Original price was: 5,600 د.إ.Current price is: 4,400 د.إ.

-21%

The FBLIM1 gene Kindler Syndrome genetic test is a specialized diagnostic examination offered by DNA Labs UAE to identify mutations in the FBLIM1 gene, which are associated with Kindler Syndrome. Kindler Syndrome is a rare genetic disorder characterized by skin fragility, blistering, and photosensitivity, among other symptoms. It is inherited in an autosomal recessive manner, meaning that an individual must inherit two altered copies of the FBLIM1 gene, one from each parent, to be affected by the condition.

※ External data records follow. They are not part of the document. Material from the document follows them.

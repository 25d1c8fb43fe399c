use anyhow::{anyhow, Context, Result};
use contracts::system::auth::Role;
use contracts::system::users::User;
use sea_orm::{ConnectionTrait, DatabaseBackend, QueryResult, Statement};

use crate::shared::data::db::get_connection;

const USER_COLUMNS: &str =
    "id, username, email, full_name, is_active, role, created_at, updated_at, last_login_at, created_by";

fn user_from_row(row: &QueryResult) -> Result<User> {
    let role_code: String = row.try_get("", "role")?;
    let role = Role::from_code(&role_code)
        .ok_or_else(|| anyhow!("Unknown role stored for user: {}", role_code))?;

    Ok(User {
        id: row.try_get("", "id")?,
        username: row.try_get("", "username")?,
        email: row.try_get("", "email")?,
        full_name: row.try_get("", "full_name")?,
        is_active: row.try_get::<i32>("", "is_active")? != 0,
        role,
        created_at: row.try_get("", "created_at")?,
        updated_at: row.try_get("", "updated_at")?,
        last_login_at: row.try_get("", "last_login_at")?,
        created_by: row.try_get("", "created_by")?,
    })
}

/// Insert a staff account together with its password hash.
pub async fn create_with_password(user: &User, password_hash: &str) -> Result<()> {
    let conn = get_connection();

    conn.execute(Statement::from_sql_and_values(
        DatabaseBackend::Sqlite,
        "INSERT INTO sys_users (id, username, email, password_hash, full_name, is_active, role, created_at, updated_at, last_login_at, created_by)
         VALUES (?, ?, ?, ?, ?, ?, ?, ?, ?, ?, ?)",
        [
            user.id.clone().into(),
            user.username.clone().into(),
            user.email.clone().into(),
            password_hash.to_string().into(),
            user.full_name.clone().into(),
            (if user.is_active { 1 } else { 0 }).into(),
            user.role.code().into(),
            user.created_at.clone().into(),
            user.updated_at.clone().into(),
            user.last_login_at.clone().into(),
            user.created_by.clone().into(),
        ],
    ))
    .await
    .context("Failed to insert user")?;

    Ok(())
}

pub async fn get_by_id(id: &str) -> Result<Option<User>> {
    let conn = get_connection();

    let result = conn
        .query_one(Statement::from_sql_and_values(
            DatabaseBackend::Sqlite,
            &format!("SELECT {} FROM sys_users WHERE id = ?", USER_COLUMNS),
            [id.into()],
        ))
        .await?;

    match result {
        Some(row) => Ok(Some(user_from_row(&row)?)),
        None => Ok(None),
    }
}

pub async fn get_by_username(username: &str) -> Result<Option<User>> {
    let conn = get_connection();

    let result = conn
        .query_one(Statement::from_sql_and_values(
            DatabaseBackend::Sqlite,
            &format!("SELECT {} FROM sys_users WHERE username = ?", USER_COLUMNS),
            [username.into()],
        ))
        .await?;

    match result {
        Some(row) => Ok(Some(user_from_row(&row)?)),
        None => Ok(None),
    }
}

/// Password hash lives outside the User contract and is only read here.
pub async fn get_password_hash(user_id: &str) -> Result<Option<String>> {
    let conn = get_connection();

    let result = conn
        .query_one(Statement::from_sql_and_values(
            DatabaseBackend::Sqlite,
            "SELECT password_hash FROM sys_users WHERE id = ?",
            [user_id.into()],
        ))
        .await?;

    match result {
        Some(row) => {
            let hash: String = row.try_get("", "password_hash")?;
            Ok(Some(hash))
        }
        None => Ok(None),
    }
}

pub async fn list_all() -> Result<Vec<User>> {
    let conn = get_connection();

    let rows = conn
        .query_all(Statement::from_string(
            DatabaseBackend::Sqlite,
            format!(
                "SELECT {} FROM sys_users ORDER BY created_at DESC",
                USER_COLUMNS
            ),
        ))
        .await?;

    let mut users = Vec::new();
    for row in rows {
        users.push(user_from_row(&row)?);
    }

    Ok(users)
}

pub async fn update(user: &User) -> Result<()> {
    let conn = get_connection();

    conn.execute(Statement::from_sql_and_values(
        DatabaseBackend::Sqlite,
        "UPDATE sys_users
         SET email = ?, full_name = ?, is_active = ?, role = ?, updated_at = ?
         WHERE id = ?",
        [
            user.email.clone().into(),
            user.full_name.clone().into(),
            (if user.is_active { 1 } else { 0 }).into(),
            user.role.code().into(),
            user.updated_at.clone().into(),
            user.id.clone().into(),
        ],
    ))
    .await
    .context("Failed to update user")?;

    Ok(())
}

/// Hard delete; staff accounts carry no history worth keeping.
pub async fn delete(id: &str) -> Result<bool> {
    let conn = get_connection();

    let result = conn
        .execute(Statement::from_sql_and_values(
            DatabaseBackend::Sqlite,
            "DELETE FROM sys_users WHERE id = ?",
            [id.into()],
        ))
        .await
        .context("Failed to delete user")?;

    Ok(result.rows_affected() > 0)
}

pub async fn update_last_login(id: &str) -> Result<()> {
    let now = chrono::Utc::now().to_rfc3339();
    let conn = get_connection();

    conn.execute(Statement::from_sql_and_values(
        DatabaseBackend::Sqlite,
        "UPDATE sys_users SET last_login_at = ? WHERE id = ?",
        [now.into(), id.to_string().into()],
    ))
    .await
    .context("Failed to update last login")?;

    Ok(())
}

pub async fn count_users() -> Result<usize> {
    let conn = get_connection();

    let result = conn
        .query_one(Statement::from_string(
            DatabaseBackend::Sqlite,
            "SELECT COUNT(*) as count FROM sys_users".to_string(),
        ))
        .await?;

    match result {
        Some(row) => {
            let count: i64 = row.try_get("", "count")?;
            Ok(count as usize)
        }
        None => Ok(0),
    }
}

pub async fn update_password(id: &str, password_hash: &str) -> Result<()> {
    let conn = get_connection();

    conn.execute(Statement::from_sql_and_values(
        DatabaseBackend::Sqlite,
        "UPDATE sys_users SET password_hash = ?, updated_at = ? WHERE id = ?",
        [
            password_hash.to_string().into(),
            chrono::Utc::now().to_rfc3339().into(),
            id.to_string().into(),
        ],
    ))
    .await
    .context("Failed to update password")?;

    Ok(())
}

The test involves collecting a DNA sample, typically through a blood draw or cheek swab, which is then analyzed in the laboratory to detect the presence of specific mutations in the FBLIM1 gene that are known to cause Kindler Syndrome. This genetic testing is crucial for confirming the diagnosis, understanding the risk of passing the condition to offspring, and guiding management and treatment options for affected individuals.

The cost of the FBLIM1 gene Kindler Syndrome genetic test at DNA Labs UAE is 4400 AED. This cost covers the full process of the genetic testing, from sample collection to the detailed analysis and reporting of the results. It is advisable for individuals who have a family history of Kindler Syndrome or who exhibit symptoms of the disorder to consider undergoing this test. Early diagnosis through genetic testing can significantly improve the quality of life for those affected by providing access to appropriate care and interventions.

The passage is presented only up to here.